PROBLEM
Would you give the number of lines in the entries that contain the word "hidden"? Nothing else is needed.

(MATERIAL SUPPLIED)

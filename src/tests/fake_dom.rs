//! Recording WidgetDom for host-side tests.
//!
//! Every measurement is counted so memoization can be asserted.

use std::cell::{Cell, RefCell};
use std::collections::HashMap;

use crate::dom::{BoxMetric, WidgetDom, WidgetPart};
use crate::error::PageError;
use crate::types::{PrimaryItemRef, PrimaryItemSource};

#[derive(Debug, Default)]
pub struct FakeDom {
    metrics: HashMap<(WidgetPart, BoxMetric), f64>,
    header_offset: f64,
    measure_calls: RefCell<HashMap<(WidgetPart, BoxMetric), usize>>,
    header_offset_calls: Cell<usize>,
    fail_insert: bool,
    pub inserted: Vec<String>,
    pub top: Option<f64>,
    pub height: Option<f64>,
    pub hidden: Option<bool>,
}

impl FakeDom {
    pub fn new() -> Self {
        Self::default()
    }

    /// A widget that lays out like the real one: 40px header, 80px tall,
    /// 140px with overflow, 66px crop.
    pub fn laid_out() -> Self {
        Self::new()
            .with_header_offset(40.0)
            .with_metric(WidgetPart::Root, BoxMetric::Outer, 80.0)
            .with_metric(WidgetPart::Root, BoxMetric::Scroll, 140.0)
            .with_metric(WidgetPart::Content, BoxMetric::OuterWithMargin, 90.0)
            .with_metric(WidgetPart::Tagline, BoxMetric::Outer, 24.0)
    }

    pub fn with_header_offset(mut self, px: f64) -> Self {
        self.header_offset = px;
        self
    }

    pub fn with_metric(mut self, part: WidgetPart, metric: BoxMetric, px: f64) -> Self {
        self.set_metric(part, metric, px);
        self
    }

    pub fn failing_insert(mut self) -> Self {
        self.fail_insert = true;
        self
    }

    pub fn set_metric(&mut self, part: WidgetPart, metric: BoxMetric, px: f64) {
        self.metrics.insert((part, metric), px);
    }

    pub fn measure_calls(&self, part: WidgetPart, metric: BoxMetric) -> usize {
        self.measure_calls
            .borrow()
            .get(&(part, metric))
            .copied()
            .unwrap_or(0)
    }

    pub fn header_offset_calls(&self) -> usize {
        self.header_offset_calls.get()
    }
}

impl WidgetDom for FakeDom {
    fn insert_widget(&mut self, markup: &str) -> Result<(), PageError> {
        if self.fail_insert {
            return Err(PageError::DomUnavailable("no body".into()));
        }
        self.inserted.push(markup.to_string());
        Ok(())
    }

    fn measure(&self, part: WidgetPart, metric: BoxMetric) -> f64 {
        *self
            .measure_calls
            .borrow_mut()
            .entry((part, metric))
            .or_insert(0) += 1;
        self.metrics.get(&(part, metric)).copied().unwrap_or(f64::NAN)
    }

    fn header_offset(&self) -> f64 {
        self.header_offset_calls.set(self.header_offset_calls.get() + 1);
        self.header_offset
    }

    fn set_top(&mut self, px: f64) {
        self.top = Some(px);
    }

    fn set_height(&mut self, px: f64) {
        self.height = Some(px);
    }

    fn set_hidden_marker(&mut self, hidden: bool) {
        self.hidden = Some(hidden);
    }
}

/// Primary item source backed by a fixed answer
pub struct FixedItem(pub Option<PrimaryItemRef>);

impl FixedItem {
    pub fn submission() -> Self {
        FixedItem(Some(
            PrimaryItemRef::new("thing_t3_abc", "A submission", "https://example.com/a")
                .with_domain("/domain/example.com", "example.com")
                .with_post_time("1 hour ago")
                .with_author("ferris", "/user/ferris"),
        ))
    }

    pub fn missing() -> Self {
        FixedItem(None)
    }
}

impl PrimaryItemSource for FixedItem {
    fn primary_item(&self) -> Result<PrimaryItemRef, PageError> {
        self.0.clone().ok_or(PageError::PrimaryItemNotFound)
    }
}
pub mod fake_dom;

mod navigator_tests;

(End MATERIAL SUPPLIED)

EXERCISE ANSWER
3